_Problem:_
From the first line to the last, return the data exactly as it stands.

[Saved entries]

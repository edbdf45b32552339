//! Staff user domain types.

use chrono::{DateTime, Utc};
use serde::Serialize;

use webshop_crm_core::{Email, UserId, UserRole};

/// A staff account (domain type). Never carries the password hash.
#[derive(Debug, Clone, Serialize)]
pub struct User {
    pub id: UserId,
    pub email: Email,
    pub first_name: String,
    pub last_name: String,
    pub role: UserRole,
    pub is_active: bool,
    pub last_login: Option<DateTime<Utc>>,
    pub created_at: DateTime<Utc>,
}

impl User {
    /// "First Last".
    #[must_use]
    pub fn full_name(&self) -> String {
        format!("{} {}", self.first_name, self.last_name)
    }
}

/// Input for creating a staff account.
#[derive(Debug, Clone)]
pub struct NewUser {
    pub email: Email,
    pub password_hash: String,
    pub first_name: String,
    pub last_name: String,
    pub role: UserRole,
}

_Output for this exercise:_
repository edbdf45b32552339
//! Staff user domain types.

use chrono::{DateTime, Utc};
use serde::Serialize;

use webshop_crm_core::{Email, UserId, UserRole};

/// A staff account (domain type). Never carries the password hash.
#[derive(Debug, Clone, Serialize)]
pub struct User {
    pub id: UserId,
    pub email: Email,
    pub first_name: String,
    pub last_name: String,
    pub role: UserRole,
    pub is_active: bool,
    pub last_login: Option<DateTime<Utc>>,
    pub created_at: DateTime<Utc>,
}

impl User {
    /// "First Last".
    #[must_use]
    pub fn full_name(&self) -> String {
        format!("{} {}", self.first_name, self.last_name)
    }
}

/// Input for creating a staff account.
#[derive(Debug, Clone)]
pub struct NewUser {
    pub email: Email,
    pub password_hash: String,
    pub first_name: String,
    pub last_name: String,
    pub role: UserRole,
}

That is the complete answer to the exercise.